La nouvelle vie de Béatrice.

Le soir du 15 août, Béatrice a marché à côté de Christophe jusqu’à la tente de ce dernier. Cela faisait 10 jours qu’elle avait trouvé une place en foyer : le centre d’hébergement et de réinsertion sociale. Ce centre est un foyer pour femmes battues qui dispose de caméras de surveillance extérieures et de consignes particulières pour éloigner les hommes violents désireux de reprendre le pouvoir sur leur compagne. Ainsi, si Christophe appelait, le membre du personnel qui répondait devait lui dire qu’il n’y avait aucune Béatrice dans ce foyer. 

Lors de l’enquête de personnalité, Béatrice avait expliqué que Christophe la retrouvait toujours.

Mais Christophe n’a jamais appelé et n’est jamais venu. Était-ce en raison d’un manque de moyen ou tout simplement parce que ce que faisait Béatrice de sa vie ne l’intéressait pas ? 

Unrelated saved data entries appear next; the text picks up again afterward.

//! Webhook 审计日志
//!
//! 每次分发（包括重放）恰好写入一条，写入后不修改。

use std::sync::Arc;

use serde_json::Value;
use tracing::error;

use crate::error::{IngestError, Result};
use crate::models::{NewWebhookLog, WebhookLog, WebhookLogFilter};
use crate::repository::WebhookLogRepositoryTrait;

/// 请求体能解析为 JSON 时原样保存，否则保存为 JSON 字符串
pub fn payload_value(body: &[u8]) -> Value {
    serde_json::from_slice(body)
        .unwrap_or_else(|_| Value::String(String::from_utf8_lossy(body).into_owned()))
}

pub struct AuditLogger {
    logs: Arc<dyn WebhookLogRepositoryTrait>,
}

impl AuditLogger {
    pub fn new(logs: Arc<dyn WebhookLogRepositoryTrait>) -> Self {
        Self { logs }
    }

    /// 审计写入失败时请求整体按存储不可用处理，让平台重投
    pub async fn record(&self, entry: &NewWebhookLog) -> Result<WebhookLog> {
        self.logs.append(entry).await.map_err(|e| {
            error!(
                platform = %entry.platform,
                outcome = %entry.outcome,
                error = %e,
                "写入审计日志失败"
            );
            IngestError::TransientStore(format!("审计日志写入失败: {}", e))
        })
    }

    pub async fn get(&self, id: i64) -> Result<Option<WebhookLog>> {
        self.logs.get(id).await
    }

    pub async fn list(&self, filter: &WebhookLogFilter) -> Result<(Vec<WebhookLog>, i64)> {
        let rows = self.logs.list(filter).await?;
        let total = self.logs.count(filter).await?;
        Ok((rows, total))
    }
}

#[cfg(test)]
mod tests {
    use super::*;
    use chrono::Utc;
    use serde_json::json;

    use crate::models::WebhookOutcome;
    use crate::repository::MockWebhookLogRepositoryTrait;

    #[test]
    fn test_payload_value() {
        assert_eq!(payload_value(br#"{"a":1}"#), json!({"a": 1}));
        assert_eq!(payload_value(b"not json"), json!("not json"));
    }

    #[tokio::test]
    async fn test_append_failure_is_transient() {
        let mut repo = MockWebhookLogRepositoryTrait::new();
        repo.expect_append()
            .returning(|_| Err(IngestError::Internal("disk full".into())));

        let audit = AuditLogger::new(Arc::new(repo));
        let err = audit
            .record(&NewWebhookLog {
                platform: "humanitix".into(),
                event_type: None,
                payload: json!({}),
                signature: None,
                received_at: Utc::now(),
                outcome: WebhookOutcome::Applied,
                error_code: None,
                error_message: None,
                replay_of: None,
            })
            .await
            .unwrap_err();
        assert!(matches!(err, IngestError::TransientStore(_)));
    }
}
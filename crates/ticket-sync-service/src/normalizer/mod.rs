//! 平台载荷归一化
//!
//! 每个平台实现一个 [`PlatformNormalizer`]，把平台特有的载荷转换为 [`NormalizedOrder`]。
//! 归一化是纯函数：不访问存储，也不发起网络请求。订单未内嵌在 webhook 中时，
//! 由 [`PlatformNormalizer::locate_order`] 返回订单地址，由调用方负责拉取。

pub mod eventbrite;
pub mod humanitix;
pub mod registry;

use chrono::{DateTime, Utc};
use serde_json::Value;

use crate::error::{IngestError, Result};
use crate::models::{EventKind, LineItem, NormalizedOrder, Platform};

pub use eventbrite::EventbriteNormalizer;
pub use humanitix::HumanitixNormalizer;
pub use registry::NormalizerRegistry;

pub const DEFAULT_CURRENCY: &str = "AUD";
pub const DEFAULT_TICKET_LABEL: &str = "General Admission";

/// 订单数据来源
#[derive(Debug, Clone, PartialEq)]
pub enum OrderSource {
    /// 订单完整内嵌在 webhook 载荷中
    Embedded(Value),
    /// 只给了订单 API 地址，需要回源拉取
    Remote(String),
}

/// 载荷外层提供的、订单本身可能缺失的关联信息
#[derive(Debug, Clone, Default, PartialEq, Eq)]
pub struct OrderHint {
    pub external_event_id: Option<String>,
    pub source_url: Option<String>,
}

impl OrderHint {
    pub fn for_event(external_event_id: impl Into<String>) -> Self {
        Self {
            external_event_id: Some(external_event_id.into()),
            source_url: None,
        }
    }
}

/// 平台归一化策略
pub trait PlatformNormalizer: Send + Sync {
    fn platform(&self) -> Platform;

    /// 携带签名的请求头名称（小写）
    fn signature_header(&self) -> &'static str;

    /// 从载荷中取出平台事件类型
    fn event_type(&self, payload: &Value) -> Option<String>;

    /// 平台事件类型 → 对销售记录的作用
    fn classify(&self, event_type: &str) -> EventKind;

    /// 定位订单数据
    fn locate_order(&self, payload: &Value) -> Result<(OrderSource, OrderHint)>;

    /// 订单 JSON → 归一化订单；缺少订单号或活动 ID 时返回校验错误
    fn normalize_order(&self, order: &Value, hint: &OrderHint) -> Result<NormalizedOrder>;
}

// ==================== 载荷解析辅助 ====================

/// 依次尝试多个字段名，返回第一个非空的字符串；数字会被转为字符串
pub(crate) fn first_string(value: &Value, keys: &[&str]) -> Option<String> {
    keys.iter().find_map(|key| match value.get(*key) {
        Some(Value::String(s)) if !s.trim().is_empty() => Some(s.trim().to_string()),
        Some(Value::Number(n)) => Some(n.to_string()),
        _ => None,
    })
}

/// 读取主货币单位金额（如 50.00），转为分；四舍五入远离零
pub(crate) fn major_to_cents(value: Option<&Value>) -> Option<i64> {
    let amount = match value? {
        Value::Number(n) => n.as_f64()?,
        Value::String(s) => s.trim().parse::<f64>().ok()?,
        _ => return None,
    };
    if !amount.is_finite() {
        return None;
    }
    Some((amount * 100.0).round() as i64)
}

pub(crate) fn parse_timestamp(value: Option<&Value>) -> Option<DateTime<Utc>> {
    let raw = value?.as_str()?;
    DateTime::parse_from_rfc3339(raw)
        .map(|dt| dt.with_timezone(&Utc))
        .ok()
}

/// 客户姓名：优先 first/last（两种命名风格均可），否则取完整 name
pub(crate) fn customer_name(value: &Value) -> String {
    let first = first_string(value, &["firstName", "first_name"]).unwrap_or_default();
    let last = first_string(value, &["lastName", "last_name"]).unwrap_or_default();
    let joined = format!("{} {}", first, last).trim().to_string();
    if !joined.is_empty() {
        return joined;
    }
    first_string(value, &["name", "fullName", "full_name"]).unwrap_or_default()
}

pub(crate) fn default_line_items(gross_cents: i64) -> Vec<LineItem> {
    vec![LineItem {
        label: DEFAULT_TICKET_LABEL.to_string(),
        quantity: 1,
        unit_price_cents: gross_cents,
    }]
}

/// 明细票数：缺失按 1 张计，否则必须是 i32 范围内的非负整数
pub(crate) fn ticket_count(item: &Value) -> Result<i32> {
    match item.get("quantity") {
        None | Some(Value::Null) => Ok(1),
        Some(raw) => raw
            .as_i64()
            .or_else(|| raw.as_str().and_then(|s| s.trim().parse::<i64>().ok()))
            .and_then(|q| i32::try_from(q).ok())
            .filter(|q| *q >= 0)
            .ok_or_else(|| IngestError::Validation(format!("票数无效: {}", raw))),
    }
}

/// 各明细票数之和不能溢出
pub(crate) fn check_ticket_total(items: &[LineItem]) -> Result<()> {
    items
        .iter()
        .try_fold(0i32, |total, item| total.checked_add(item.quantity))
        .map(|_| ())
        .ok_or_else(|| IngestError::Validation("票数合计超出范围".to_string()))
}

pub(crate) fn require(value: Option<String>, what: &str) -> Result<String> {
    value.ok_or_else(|| IngestError::Validation(format!("缺少{}", what)))
}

Arthur, l’infirmier qui intervient tous les jours au CHRS, prodiguait des soins quotidiens à Béatrice pour ses jambes. Elle lui parlait souvent de Christophe et lui racontait la violence, parfois en étant alcoolisée. Si Arthur ne voit que ses jambes, cela lui suffit à constater la réalité de la violence. Les plaies guérissaient grâce à ses soins pour finalement s’aggraver du jour au lendemain. Cette fois, l’amélioration physique et morale avait continué jusqu’au 16 août.

Agathe, l’éducatrice spécialisée référente de Béatrice, expliqua à la barre que bien que Béatrice dormait quasiment toutes les nuits au foyer depuis son arrivée le 4 août, elle mangeait peu et s’était mise à parler de suicide peu de temps avant le meurtre. Elle lui racontait son enfance, son rapport à l’alcool et aux hommes, à quel point Robert « le polonais » avait compté pour elle et son souhait de se détacher de Christophe, tout en étant incapable de vivre seule : « Pour Béatrice être aimée c’est primordial, c’est une forme de dépendance ». 

A la présidente qui lui demandait pourquoi elle était revenue malgré les coups et son nouvel hébergement, Béatrice répondit par l’habitude, l’amour et l’empathie de le savoir sous une tente pendant qu’elle était au chaud. Et par crainte que Christophe ne se blesse et l’accuse elle. Réflexion qui me fit lever un sourcil car outre le caractère malsain de la chose, je n’avais pas l’impression que Christophe ait été capable d’établir une stratégie contre sa compagne. Et dans quel but ?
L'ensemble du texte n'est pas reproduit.